Aluminum-type phosphate binders were widely used in the past. However, the systemic absorption of aluminum from these agents and the potential toxicity associated with their use no longer make this type of binder a viable treatment option.

Calcium-type phosphate binders are commonly used to bind dietary phosphate; however, they promote positive net calcium balance and an increased risk of metastatic calcification in many patients, especially in those patients taking vitamin D analogs and those with adynamic bone disease.

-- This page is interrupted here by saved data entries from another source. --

//! Remote commands.

use std::io::Write;

use cloudron_api::{ExecOutcome, ExecRequest, ExecSession, LocalTerminal, TerminalControl};
use tracing::debug;

use crate::cli::ExecArgs;
use crate::context::Context;
use crate::error::CliError;

/// Terminal size assumed when the real one cannot be read.
const FALLBACK_SIZE: (u16, u16) = (24, 80);

/// Handler for `exec`.
pub struct ExecCommand<'a> {
    ctx: &'a Context,
}

impl<'a> ExecCommand<'a> {
    /// Creates a new exec command handler.
    #[must_use]
    pub const fn new(ctx: &'a Context) -> Self {
        Self { ctx }
    }

    /// Run a command in the selected app, wired to this terminal.
    ///
    /// Notices go to `notices`; stdout carries the remote stream.
    ///
    /// # Errors
    ///
    /// Returns an error if stdin is not a terminal, the server refuses the
    /// session, or the connection breaks.
    pub async fn execute<W: Write>(&self, notices: &mut W, args: &ExecArgs) -> Result<(), CliError> {
        let terminal = LocalTerminal;
        if !terminal.is_tty() {
            return Err(cloudron_api::ApiError::NotATerminal.into());
        }

        let app_id = self.ctx.select_app().await?;
        let (rows, cols) = terminal.size().unwrap_or(FALLBACK_SIZE);
        let request = ExecRequest::new(app_id, args.command.clone(), rows, cols);

        match ExecSession::new(self.ctx.client()).run(&terminal, &request).await? {
            ExecOutcome::Closed => debug!("exec session closed"),
            ExecOutcome::FeatureDisabled => {
                writeln!(
                    notices,
                    "exec is not available: turn on developer mode in the Cloudron settings"
                )?;
            }
        }
        Ok(())
    }
}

Non-calcium-based, non-absorbed phosphate binders, including sevelamer hydrochloride and sevelamer carbonate are among the most prescribed phosphate binders in the U.S. Compared to the calcium-type binders, fewer coronary and aortic calcifications have been documented, however, there is a risk of metabolic acidosis with sevelamer hydrochloride, the potential for gastrointestinal problems, and sevelamer can affect concomitant vitamin K and vitamin D treatment.

Lanthanum-type phosphate binders are another alternative. Lanthanum is a rare earth element and is minimally absorbed in the gastrointestinal tract. Lower level tissue deposition, particularly in bone and liver, has been observed in animals. However, the long-term effects due to the accumulation of lanthanum in these tissues have not been clearly determined.

The need for alternative phosphate-binding agents has long been recognized, especially given the increasing prevalence of ESRD as well as shortcomings with current therapies. Zerenex has the potential to be an effective and safe treatment in lowering and/or maintaining serum phosphorus levels <5.5 mg/dL in patients with ESRD and hyperphosphatemia.